Full electrification is something I’d love to pursue, but I can’t do it at our current site — the infrastructure simply can’t support it. That conversation will form part of our planning ahead of 2028 and any reorganisation.
On the digital side, the in-cab technology came directly out of conversations with our collection crews. They were flagging the same problems week in, week out and asking what we could do to support them in the field. That’s where the software was designed from. The whole point is that no matter who’s on a given route, they have access to all the information they need. It’s moved the service away from being an individualistic operation and made it a team effort. Supervisors can see where crews are, allocate workload more effectively, and respond quickly when things go wrong.
We’ve also seen a healthy competitive element emerge between crews — drivers comparing missed collection rates, wanting to be top of the pecking order. That kind of friendly competition has been really positive. And crucially, we’ve been able to improve outcomes and save money without reducing headcount, which is often the default assumption with this kind of change. Residents are experiencing a better service and staff feel more supported.
Missed collections are now cleared in under one working day on average, compared to four or five previously. That’s a real, tangible improvement for residents.

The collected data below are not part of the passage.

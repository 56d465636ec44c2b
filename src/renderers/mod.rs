//! Headless renderers
//!
//! The graphical dashboard lives outside this crate. These renderers cover
//! running the pipeline from a terminal and piping snapshots to other tools.

mod json;
mod text;

pub use json::JsonRenderer;
pub use text::TextRenderer;

use raven_view_core::BoxedRenderer;
use serde::{Deserialize, Serialize};

/// Output format selectable from the command line
#[derive(Debug, Clone, Copy, PartialEq, Eq, Default, Serialize, Deserialize, clap::ValueEnum)]
#[serde(rename_all = "snake_case")]
pub enum OutputFormat {
    /// One summary line in the log whenever something changes
    #[default]
    Text,
    /// Every published snapshot as a JSON line on stdout
    Json,
}

/// Create the renderer for `format`
pub fn create_renderer(format: OutputFormat) -> BoxedRenderer {
    match format {
        OutputFormat::Text => Box::new(TextRenderer::new()),
        OutputFormat::Json => Box::new(JsonRenderer::new(std::io::stdout())),
    }
}
//! Log file source configuration.

use serde::{Deserialize, Serialize};
use std::path::PathBuf;

fn default_path() -> PathBuf {
    PathBuf::from("data.csv")
}

/// Configuration for tailing the acquisition log
#[derive(Debug, Clone, PartialEq, Serialize, Deserialize)]
pub struct LogFileSourceConfig {
    /// Path of the append-only CSV log
    #[serde(default = "default_path")]
    pub path: PathBuf,
}

impl Default for LogFileSourceConfig {
    fn default() -> Self {
        Self {
            path: default_path(),
        }
    }
}
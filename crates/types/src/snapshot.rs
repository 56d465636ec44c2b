//! Per-tick snapshot handed to renderers.
//!
//! A snapshot is a plain value: renderers get it behind an `Arc` and never
//! see the live buffers it was built from.

use crate::display::VisualState;
use crate::indicator::IndicatorLevel;
use crate::status::{SoftwareMode, Substate};
use serde::{Deserialize, Serialize};

/// Full view of the pipeline after one tick
#[derive(Debug, Clone, Default, PartialEq, Serialize, Deserialize)]
pub struct Snapshot {
    pub channels: Vec<ChannelSnapshot>,
    pub indicators: Vec<IndicatorSnapshot>,
    pub displays: Vec<DisplaySnapshot>,
    pub status: StatusSnapshot,
}

impl Snapshot {
    pub fn channel(&self, name: &str) -> Option<&ChannelSnapshot> {
        self.channels.iter().find(|c| c.name == name)
    }

    pub fn indicator(&self, name: &str) -> Option<&IndicatorSnapshot> {
        self.indicators.iter().find(|i| i.name == name)
    }

    pub fn display(&self, name: &str) -> Option<&DisplaySnapshot> {
        self.displays.iter().find(|d| d.name == name)
    }
}

#[derive(Debug, Clone, PartialEq, Serialize, Deserialize)]
pub struct ChannelSnapshot {
    pub name: String,
    pub unit: String,
    /// Full window, oldest sample first
    pub samples: Vec<f64>,
    pub average: f64,
    pub warning_value: f64,
    /// Latest sample is at or above `warning_value`
    pub above_warning: bool,
}

impl ChannelSnapshot {
    pub fn latest(&self) -> Option<f64> {
        self.samples.last().copied()
    }
}

#[derive(Debug, Clone, PartialEq, Serialize, Deserialize)]
pub struct IndicatorSnapshot {
    pub name: String,
    pub level: IndicatorLevel,
    /// Flag value the level was derived from
    pub raw: f64,
}

#[derive(Debug, Clone, PartialEq, Serialize, Deserialize)]
pub struct DisplaySnapshot {
    pub name: String,
    pub unit: String,
    pub value: f64,
    pub threshold: f64,
    pub visual: VisualState,
}

#[derive(Debug, Clone, Default, PartialEq, Serialize, Deserialize)]
pub struct StatusSnapshot {
    pub controller_time_ms: Option<f64>,
    pub mode: Option<SoftwareMode>,
    pub substate: Option<Substate>,
    /// Recent operator messages, oldest first
    pub messages: Vec<String>,
}
//! raven-view-core: Core traits and error taxonomy for raven-view.
//!
//! This crate contains the seams between the pipeline and the outside world
//! (RowSource, Renderer), the error types every layer reports with, and the
//! shared default constants.

pub mod constants;
mod error;
mod renderer;
mod row_source;

pub use constants::{
    DEFAULT_MESSAGE_LOG_CAPACITY, DEFAULT_TICK_INTERVAL, DEFAULT_TICK_MS,
    DEFAULT_WINDOW_CAPACITY,
};
pub use error::{ConfigError, DecodeError, SourceError};
pub use renderer::{BoxedRenderer, Renderer};
pub use row_source::{BoxedRowSource, RowSource, SourceMetadata};

// Re-export types used in trait signatures for convenience
pub use raven_view_types::Snapshot;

We also ran a competition with local schools and staff to name the vehicles, which generated some brilliant suggestions — Vin no Diesel and Dustbin Bieber among them. The crews picked the winners and the names went on the liveries alongside our climate change branding. It gave us a reason to take the vehicles into schools, do the communications and education work, and get the community involved. It’s been a really good project from start to finish.